The analytical techniques of Vis-spectrophotometry and FTIR spectroscopy have been applied to the quantitative determination of important plating bath constituents of an electroless nickel-phosphorus electrolyte under realistic bath operation conditions. In combination with multivariate calibration methods (partial-least squares (PLS)- and principal component (PCR) regression) Ni2+, the reducing agent H2PO2−and its oxidation product HPO3−could be directly determined even in the presence of other bath constituents like malic, lactic and adipic acids. For Ni2+, absorbance spectra in the 500–900 nm wavelength range were used to develop a PLS calibration model that allows to compensate matrix influences on the Ni2+ spectrum. PLS regression was carried out in the concentration range 0.5–6 g l−1 Ni2+ with independently varying bath parameters (concentration of other bath constituents, pH and temperature). Evaluation of the model by predicting the concentrations of test samples which had been drawn from real process solutions of a Ni plating bath yielded a root-mean-squared error of 0.06 g l−1. The metal concentration of the nickel electrolyte in a compact electroplating unit was monitored in-line by measuring spectra by means of a Vis-spectrometer adapted to the process via quartz glass fiber optical cables of 50 m length.
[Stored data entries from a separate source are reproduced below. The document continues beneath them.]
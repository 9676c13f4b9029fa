//! The sprite batcher: registration and per-frame traversal

use std::collections::BTreeMap;
use std::sync::{Arc, Mutex, MutexGuard, PoisonError};

use super::batch::{BatchBuffers, BatchDescriptor, BatchState};
use super::stats::FrameStats;
use super::{BatchError, BatchResult};
use crate::render::device::{GraphicsDevice, ProgramHandle, ShaderProgramInfo, TextureHandle};
use crate::render::drawable::{DirtyFlags, DrawableObject, Renderable};
use crate::render::primitives::{quad, Camera2D};

/// Shared ownership of a drawable entity; the mutex is the entity's lock
pub type DrawableHandle<B> = Arc<Mutex<B>>;

/// Everything needed to place a drawable in a batch
#[derive(Debug)]
pub struct DrawRequest<'a, B> {
    /// The entity to draw
    pub drawable: &'a DrawableHandle<B>,
    /// Program to draw it with
    pub program: ShaderProgramInfo,
    /// Texture to sample, or [`TextureHandle::NONE`]
    pub texture: TextureHandle,
}

impl<'a, B> DrawRequest<'a, B> {
    /// Bundle a registration request
    pub fn new(drawable: &'a DrawableHandle<B>, program: ShaderProgramInfo, texture: TextureHandle) -> Self {
        Self { drawable, program, texture }
    }
}

/// What [`SpriteBatcher::unregister`] did
#[derive(Debug, Clone, Copy, PartialEq, Eq)]
pub enum Removal {
    /// Removed; its bucket still holds other drawables
    Removed,
    /// Removed and the texture bucket emptied, other buckets remain
    BucketReleased,
    /// Removed and the program had nothing left; its GPU resources were released
    BatchUnloaded,
    /// The drawable was not registered under that program and texture
    NotFound,
}

#[derive(Debug, Default, Clone, Copy)]
struct LoadHistory {
    loads: u32,
    unloads: u32,
}

#[derive(Debug)]
struct BatcherState<B> {
    batches: BTreeMap<ProgramHandle, BatchDescriptor<B>>,
    history: BTreeMap<ProgramHandle, LoadHistory>,
    /// Camera generation the cached MVPs were built from
    camera_generation: Option<u64>,
}

/// Groups drawables by shader program then texture and draws them
///
/// The batcher never owns a drawable. It keeps weak references, so an entity
/// that is dropped without being unregistered is skipped at draw time and
/// can be cleaned out with [`SpriteBatcher::prune_orphans`].
///
/// `register`, `unregister` and `draw` may be called from any thread, but the
/// device passed in must belong to the render thread.
#[derive(Debug)]
pub struct SpriteBatcher<B: Renderable = DrawableObject> {
    state: Mutex<BatcherState<B>>,
    blending: bool,
}

impl<B: Renderable> Default for SpriteBatcher<B> {
    fn default() -> Self {
        Self::new()
    }
}

impl<B: Renderable> SpriteBatcher<B> {
    /// Empty batcher with blending enabled
    pub fn new() -> Self {
        Self::with_blending(true)
    }

    /// Empty batcher; `blending` toggles alpha blending around each draw
    pub fn with_blending(blending: bool) -> Self {
        Self {
            state: Mutex::new(BatcherState {
                batches: BTreeMap::new(),
                history: BTreeMap::new(),
                camera_generation: None,
            }),
            blending,
        }
    }

    fn lock_state(&self) -> BatchResult<MutexGuard<'_, BatcherState<B>>> {
        self.state.lock().map_err(|_| BatchError::LockPoisoned("sprite batcher"))
    }

    fn read_state(&self) -> MutexGuard<'_, BatcherState<B>> {
        self.state.lock().unwrap_or_else(PoisonError::into_inner)
    }

    /// Add a drawable under its program and texture
    ///
    /// The first drawable registered for a program creates that program's
    /// batch and loads its GPU resources. Later registrations reuse them, and
    /// the layout from the first registration stays in effect.
    ///
    /// # Errors
    /// - [`BatchError::InvalidProgram`] for the zero program handle
    /// - [`BatchError::AlreadyRegistered`] if the drawable is already batched
    /// - [`BatchError::ResourceCreation`] if GPU resources could not be
    ///   created; nothing is left allocated and the drawable is not added
    pub fn register<D: GraphicsDevice + ?Sized>(&self, device: &mut D, request: &DrawRequest<'_, B>) -> BatchResult<()> {
        let program = request.program.handle;
        if !program.is_valid() {
            return Err(BatchError::InvalidProgram);
        }

        let mut state = self.lock_state()?;
        let mut entity = request.drawable.lock().map_err(|_| BatchError::LockPoisoned("drawable"))?;
        {
            let drawable = entity.drawable();
            if drawable.is_registered() {
                return Err(BatchError::AlreadyRegistered {
                    program: drawable.program(),
                    texture: drawable.texture(),
                });
            }
        }

        let BatcherState { batches, history, .. } = &mut *state;
        let batch = batches
            .entry(program)
            .or_insert_with(|| BatchDescriptor::new(request.program.layout));

        if batch.state() == BatchState::Unloaded {
            if let Err(source) = batch.load(device) {
                log::error!("Failed to load batch for {program:?}: {source}");
                if batch.is_empty() {
                    batches.remove(&program);
                }
                return Err(BatchError::ResourceCreation { program, source });
            }
            history.entry(program).or_default().loads += 1;
            log::debug!("Loaded batch for {program:?}");
        }

        batch.insert(request.texture, Arc::downgrade(request.drawable));
        let (_, drawable) = entity.render_parts();
        drawable.attach(program, request.texture);

        log::trace!("Registered drawable under {program:?} / {:?}", request.texture);
        Ok(())
    }

    /// Remove a drawable from the bucket it was registered in
    ///
    /// Emptied buckets are dropped; an emptied program has its GPU resources
    /// released and its batch dropped. Removing something that is not there
    /// changes nothing and reports [`Removal::NotFound`].
    ///
    /// # Errors
    /// [`BatchError::InvalidProgram`] for the zero program handle.
    pub fn unregister<D: GraphicsDevice + ?Sized>(
        &self,
        device: &mut D,
        drawable: &DrawableHandle<B>,
        program: ProgramHandle,
        texture: TextureHandle,
    ) -> BatchResult<Removal> {
        if !program.is_valid() {
            return Err(BatchError::InvalidProgram);
        }

        let mut state = self.lock_state()?;
        let BatcherState { batches, history, .. } = &mut *state;

        let Some(bucket_emptied) = batches
            .get_mut(&program)
            .and_then(|batch| batch.remove(texture, Arc::as_ptr(drawable)))
        else {
            log::debug!("Unregister found no drawable under {program:?} / {texture:?}");
            return Ok(Removal::NotFound);
        };

        drawable
            .lock()
            .unwrap_or_else(PoisonError::into_inner)
            .render_parts()
            .1
            .detach();

        if !bucket_emptied {
            return Ok(Removal::Removed);
        }
        if batches.get(&program).is_some_and(|batch| !batch.is_empty()) {
            return Ok(Removal::BucketReleased);
        }

        if let Some(mut batch) = batches.remove(&program) {
            batch.unload(device);
        }
        history.entry(program).or_default().unloads += 1;
        log::debug!("Unloaded batch for {program:?}");
        Ok(Removal::BatchUnloaded)
    }

    /// Draw every registered drawable
    ///
    /// Programs are visited in ascending handle order and, within each,
    /// textures in ascending handle order. A stale camera is refreshed once
    /// before the first program. Whenever the camera differs from the one the
    /// last frame used, including a refresh done by the caller, every
    /// drawable's MVP is rebuilt; otherwise only drawables with changed
    /// transforms are recomputed.
    ///
    /// # Errors
    /// [`BatchError::LockPoisoned`] if the batcher's lock is poisoned.
    pub fn draw<D: GraphicsDevice + ?Sized>(&self, device: &mut D, camera: &mut Camera2D) -> BatchResult<FrameStats> {
        let mut state = self.lock_state()?;
        let mut stats = FrameStats::default();

        if state.batches.is_empty() {
            return Ok(stats);
        }

        if !camera.is_updated() {
            camera.refresh();
            stats.camera_refreshed = true;
        }
        let camera_stale = state.camera_generation != Some(camera.generation());
        state.camera_generation = Some(camera.generation());
        let view_projection = camera.view_projection();

        if self.blending {
            device.set_blending(true);
        }

        for (&program, batch) in &state.batches {
            let Some(BatchBuffers { vertex_array, .. }) = batch.buffers() else {
                log::warn!("Skipping unloaded batch for {program:?}");
                continue;
            };
            let layout = *batch.layout();

            device.use_program(Some(program));
            device.bind_vertex_array(Some(vertex_array));
            stats.programs_bound += 1;

            for (texture, bucket) in batch.buckets() {
                if texture.is_valid() {
                    device.bind_texture(texture);
                    stats.textures_bound += 1;
                }

                for entry in bucket {
                    let Some(entity) = entry.upgrade() else {
                        stats.orphaned += 1;
                        continue;
                    };
                    let mut entity = entity.lock().unwrap_or_else(PoisonError::into_inner);
                    let (transforms, drawable) = entity.render_parts();

                    if drawable
                        .refresh(transforms, &view_projection, camera_stale)
                        .contains(DirtyFlags::MATRICES)
                    {
                        stats.matrices_recomputed += 1;
                    }

                    if let Some(location) = layout.color {
                        device.set_vertex_color(location, drawable.color());
                    }
                    device.set_uniform_matrix(layout.mvp_uniform, drawable.mvp_matrix());
                    device.draw_indexed(quad::QUAD_INDEX_COUNT);
                    stats.draw_calls += 1;
                }

                if texture.is_valid() {
                    device.bind_texture(TextureHandle::NONE);
                }
            }

            device.bind_vertex_array(None);
            device.use_program(None);
        }

        if self.blending {
            device.set_blending(false);
        }

        if stats.orphaned > 0 {
            log::debug!("Skipped {} dropped drawables", stats.orphaned);
        }
        Ok(stats)
    }

    /// Drop references to entities that no longer exist
    ///
    /// Cascades like [`SpriteBatcher::unregister`]: empty buckets are removed
    /// and empty programs are unloaded. Returns how many entries were removed.
    ///
    /// # Errors
    /// [`BatchError::LockPoisoned`] if the batcher's lock is poisoned.
    pub fn prune_orphans<D: GraphicsDevice + ?Sized>(&self, device: &mut D) -> BatchResult<usize> {
        let mut state = self.lock_state()?;
        let BatcherState { batches, history, .. } = &mut *state;

        let mut removed = 0;
        batches.retain(|&program, batch| {
            removed += batch.retain_live();
            if batch.is_empty() {
                batch.unload(device);
                history.entry(program).or_default().unloads += 1;
                log::debug!("Unloaded orphaned batch for {program:?}");
                false
            } else {
                true
            }
        });

        if removed > 0 {
            log::info!("Pruned {removed} orphaned drawables");
        }
        Ok(removed)
    }

    /// Release every batch and forget every drawable
    ///
    /// # Errors
    /// [`BatchError::LockPoisoned`] if the batcher's lock is poisoned.
    pub fn shutdown<D: GraphicsDevice + ?Sized>(&self, device: &mut D) -> BatchResult<()> {
        let mut state = self.lock_state()?;
        let BatcherState { batches, history, .. } = &mut *state;

        for (program, mut batch) in std::mem::take(batches) {
            for entry in batch.drain() {
                if let Some(entity) = entry.upgrade() {
                    entity
                        .lock()
                        .unwrap_or_else(PoisonError::into_inner)
                        .render_parts()
                        .1
                        .detach();
                }
            }
            if batch.state() == BatchState::Loaded {
                batch.unload(device);
                history.entry(program).or_default().unloads += 1;
            }
        }

        log::info!("Sprite batcher shut down");
        Ok(())
    }

    /// Whether blending is toggled around each draw
    pub fn blending(&self) -> bool {
        self.blending
    }

    /// Number of programs with a live batch
    pub fn program_count(&self) -> usize {
        self.read_state().batches.len()
    }

    /// State of a program's batch; programs without one are unloaded
    pub fn batch_state(&self, program: ProgramHandle) -> BatchState {
        self.read_state()
            .batches
            .get(&program)
            .map_or(BatchState::Unloaded, BatchDescriptor::state)
    }

    /// GPU resources of a program's batch
    pub fn batch_buffers(&self, program: ProgramHandle) -> Option<BatchBuffers> {
        self.read_state().batches.get(&program).and_then(BatchDescriptor::buffers)
    }

    /// Textures with a bucket under `program`, in draw order
    pub fn texture_buckets(&self, program: ProgramHandle) -> Vec<TextureHandle> {
        self.read_state()
            .batches
            .get(&program)
            .map(|batch| batch.textures().collect())
            .unwrap_or_default()
    }

    /// Number of entries in one bucket
    pub fn bucket_len(&self, program: ProgramHandle, texture: TextureHandle) -> usize {
        self.read_state()
            .batches
            .get(&program)
            .and_then(|batch| batch.bucket(texture))
            .map_or(0, <[_]>::len)
    }

    /// Whether `drawable` is registered under exactly this program and texture
    pub fn contains(&self, drawable: &DrawableHandle<B>, program: ProgramHandle, texture: TextureHandle) -> bool {
        let target = Arc::as_ptr(drawable);
        self.read_state()
            .batches
            .get(&program)
            .and_then(|batch| batch.bucket(texture))
            .is_some_and(|bucket| bucket.iter().any(|entry| std::ptr::eq(entry.as_ptr(), target)))
    }

    /// Total entries across all batches, including orphans not yet pruned
    pub fn drawable_count(&self) -> usize {
        self.read_state().batches.values().map(BatchDescriptor::drawable_count).sum()
    }

    /// How many times `program`'s batch has been loaded
    pub fn load_count(&self, program: ProgramHandle) -> u32 {
        self.read_state().history.get(&program).map_or(0, |history| history.loads)
    }

    /// How many times `program`'s batch has been unloaded
    pub fn unload_count(&self, program: ProgramHandle) -> u32 {
        self.read_state().history.get(&program).map_or(0, |history| history.unloads)
    }
}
A comparison of the in-line data with potentiometric off-line reference analyses showed good agreement of both data sets with a root mean-squared error of 0.15 g l−1. The potential of FTIR spectroscopy for process analysis of plating bath solutions could be demonstrated by measuring off-line the concentrations of H2PO2−and HPO3−. For these two components calibration samples containing all other main bath constituents were used to set up a PCR calibration model with IR spectra measured in the range from 850 to 1800 cm−1 with an ATR trough technique. The data showed — within the error of the method of about 10% — generally a good accordance with the stoichiometry of the Ni2+/H2PO2−reduction process. The correlation of both parameters which was confirmed in these experiments could allow effective bath control with minimum analytical instrumentation, e.g. only a Vis-spectrophotometer.